All this to say: I have either experienced or witnessed both very cool and very bad stuff go down, depending on how this particular tool has been used. 

But even the most well-intentioned uses of the internet can still create disruption in our lives. Whether it’s shortening our attention span, sucking up our time, exposing us to too much blue light, or any number of other side effects that staring at our phones too much has proven to cause, we all find ourselves at some point or another needing to take a step back. Depending on the flavor of that particular moment of realization, we might even feel like we need to cut off our own access to multiple apps entirely, and start fantasizing about a total off-grid reset: Delete all the profiles! Trade down for a flip phone! Invest in an actual encyclopedia set!

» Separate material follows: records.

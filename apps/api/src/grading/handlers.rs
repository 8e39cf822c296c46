//! Axum route handlers for the Grading API.

use axum::{
    extract::{
        multipart::{Field, MultipartError},
        rejection::QueryRejection,
        Multipart, Query, State,
    },
    http::{header, StatusCode},
    response::{IntoResponse, Response},
    Json,
};
use bytes::Bytes;
use chrono::NaiveDate;
use serde::{Deserialize, Serialize};
use tracing::info;

use crate::errors::AppError;
use crate::grading::feedback::Evaluation;
use crate::grading::service::{
    build_pdf_report, build_xlsx_report, grade_submission, GradeRequest, GradedSubmission,
};
use crate::state::AppState;

const XLSX_CONTENT_TYPE: &str = "application/vnd.openxmlformats-officedocument.spreadsheetml.sheet";

// ────────────────────────────────────────────────────────────────────────────
// Request / Response types
// ────────────────────────────────────────────────────────────────────────────

#[derive(Debug, Default, Clone, Copy, PartialEq, Eq, Deserialize)]
#[serde(rename_all = "lowercase")]
pub enum ReportFormat {
    #[default]
    Json,
    Pdf,
    Xlsx,
}

#[derive(Debug, Deserialize)]
pub struct GradeQuery {
    #[serde(default)]
    pub format: ReportFormat,
}

#[derive(Debug, Serialize)]
pub struct GradeResponse {
    pub student_name: String,
    pub student_roll: String,
    pub date: NaiveDate,
    pub app_version: String,
    pub overall_grade: Option<String>,
    pub evaluation: Evaluation,
    pub feedback: String,
    pub code_analysis: Option<String>,
    pub report_markdown: String,
}

impl From<GradedSubmission> for GradeResponse {
    fn from(graded: GradedSubmission) -> Self {
        let report_markdown = graded.markdown();
        GradeResponse {
            student_name: graded.meta.student_name,
            student_roll: graded.meta.student_roll,
            date: graded.meta.date,
            app_version: graded.meta.app_version,
            overall_grade: graded.evaluation.overall_grade.clone(),
            evaluation: graded.evaluation,
            feedback: graded.feedback,
            code_analysis: graded.code_analysis,
            report_markdown,
        }
    }
}

// ────────────────────────────────────────────────────────────────────────────
// Handlers
// ────────────────────────────────────────────────────────────────────────────

/// POST /api/v1/grade?format=json|pdf|xlsx
///
/// Multipart fields: `student_name`, `student_roll` (text), `assignment`,
/// `submission` (.ipynb files). Grades the submission and returns the
/// evaluation as JSON or as a downloadable report.
pub async fn handle_grade(
    State(state): State<AppState>,
    query: Result<Query<GradeQuery>, QueryRejection>,
    multipart: Multipart,
) -> Result<Response, AppError> {
    let Query(query) = query.map_err(|e| AppError::Validation(e.body_text()))?;
    let request = read_grade_request(multipart).await?;
    let graded = grade_submission(
        state.evaluator.as_ref(),
        &request,
        env!("CARGO_PKG_VERSION"),
    )
    .await?;

    info!(roll = %graded.meta.student_roll, format = ?query.format, "Responding with report");

    let response = match query.format {
        ReportFormat::Json => Json(GradeResponse::from(graded)).into_response(),
        ReportFormat::Pdf => {
            let file_name = format!("{}_report.pdf", graded.meta.file_stem());
            let bytes = build_pdf_report(graded, state.config.report_footer.clone()).await?;
            attachment(bytes, "application/pdf", &file_name)
        }
        ReportFormat::Xlsx => {
            let file_name = format!("{}_report.xlsx", graded.meta.file_stem());
            let bytes = build_xlsx_report(graded).await?;
            attachment(bytes, XLSX_CONTENT_TYPE, &file_name)
        }
    };
    Ok(response)
}

fn attachment(bytes: Vec<u8>, content_type: &str, file_name: &str) -> Response {
    (
        [
            (header::CONTENT_TYPE, content_type.to_string()),
            (
                header::CONTENT_DISPOSITION,
                format!("attachment; filename=\"{file_name}\""),
            ),
        ],
        bytes,
    )
        .into_response()
}

// ────────────────────────────────────────────────────────────────────────────
// Multipart parsing
// ────────────────────────────────────────────────────────────────────────────

async fn read_grade_request(mut multipart: Multipart) -> Result<GradeRequest, AppError> {
    let mut student_name = None;
    let mut student_roll = None;
    let mut assignment = None;
    let mut submission = None;

    while let Some(field) = multipart
        .next_field()
        .await
        .map_err(|e| multipart_error("invalid multipart body", e))?
    {
        let name = field.name().unwrap_or_default().to_string();
        match name.as_str() {
            "student_name" => student_name = Some(read_text(field).await?),
            "student_roll" => student_roll = Some(read_text(field).await?),
            "assignment" => assignment = Some(read_notebook_file(&name, field).await?),
            "submission" => submission = Some(read_notebook_file(&name, field).await?),
            _ => {}
        }
    }

    Ok(GradeRequest {
        student_name: require_text("student_name", student_name)?,
        student_roll: require_text("student_roll", student_roll)?,
        assignment: require_file("assignment", assignment)?,
        submission: require_file("submission", submission)?,
    })
}

async fn read_text(field: Field<'_>) -> Result<String, AppError> {
    let text = field
        .text()
        .await
        .map_err(|e| multipart_error("invalid text field", e))?;
    Ok(text.trim().to_string())
}

async fn read_notebook_file(name: &str, field: Field<'_>) -> Result<Bytes, AppError> {
    if let Some(file_name) = field.file_name() {
        if !file_name.to_ascii_lowercase().ends_with(".ipynb") {
            return Err(AppError::Validation(format!(
                "{name} must be an .ipynb notebook, got '{file_name}'"
            )));
        }
    }
    field
        .bytes()
        .await
        .map_err(|e| multipart_error(&format!("failed to read {name}"), e))
}

/// Body-limit overruns surface as 413; every other multipart failure is a bad request.
fn multipart_error(context: &str, e: MultipartError) -> AppError {
    if e.status() == StatusCode::PAYLOAD_TOO_LARGE {
        AppError::PayloadTooLarge(format!("{context}: upload exceeds the size limit"))
    } else {
        AppError::Validation(format!("{context}: {}", e.body_text()))
    }
}

fn require_text(name: &str, value: Option<String>) -> Result<String, AppError> {
    value
        .filter(|v| !v.is_empty())
        .ok_or_else(|| AppError::Validation(format!("{name} is required")))
}

fn require_file(name: &str, value: Option<Bytes>) -> Result<Bytes, AppError> {
    value
        .filter(|v| !v.is_empty())
        .ok_or_else(|| AppError::Validation(format!("{name} notebook is required")))
}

“It can be so tempting to start over in some romanticized revamp of a 90’s childhood summer…But practically, going fully offline would definitely be more trouble than its worth.”

I get it. It can be so tempting to start over in some romanticized revamp of a 90’s childhood summer. And I am generally all for embracing the predictable friction of having to turn my lamp on manually instead of through yet another app, or reading a physical book before bed instead of a long-form article on my phone. 

But practically, going fully offline would definitely be more trouble than it’s worth. Between my daughter’s school communication, her medical care, and all of my remote writing work, I am locked into living a hybrid life both on- and offline. And I suspect you are too. 

Which means that it’s up to us to develop a healthy self-care practice that can keep this balance in check. 


1. Do an internet use-case and life audit to find the gaps.

This is the practical step we can’t really skip, and it goes way beyond the weekly screen time report our phone sends us. Because this isn’t an audit that only reviews the time spent on our devices, but also how that use impacts us, both during and after. Equally as important is bringing our awareness to what that use is costing us in our real life, if anything at all. 

“This isn’t an audit that only reviews the time spent on our devices, but also how that use impacts us, both during and after.”

So what does such an audit look like?

I think the application is going to vary from person to person, and if spreadsheets are not your thing, I don’t think you need to go that route. The purpose of this exercise isn’t to nail the method, but to get crucial information.  

  • When are you online the most? 
  • What apps and sites do you use? 
  • What function do those apps and sites serve?
  • How do you feel when you’re using them? 
  • Is it difficult to stop using them? How so?
  • Is there a cost to using these apps in your real life? (Is there anything you could be doing instead? Do the effects on your mood or attention compromise real-life activities, like talking with your kids, or keeping a regular sleep schedule?)
  • What do you hope to achieve from using these tools, if anything?
  • What is the worst-case scenario and the best-case scenario of this digital footprint?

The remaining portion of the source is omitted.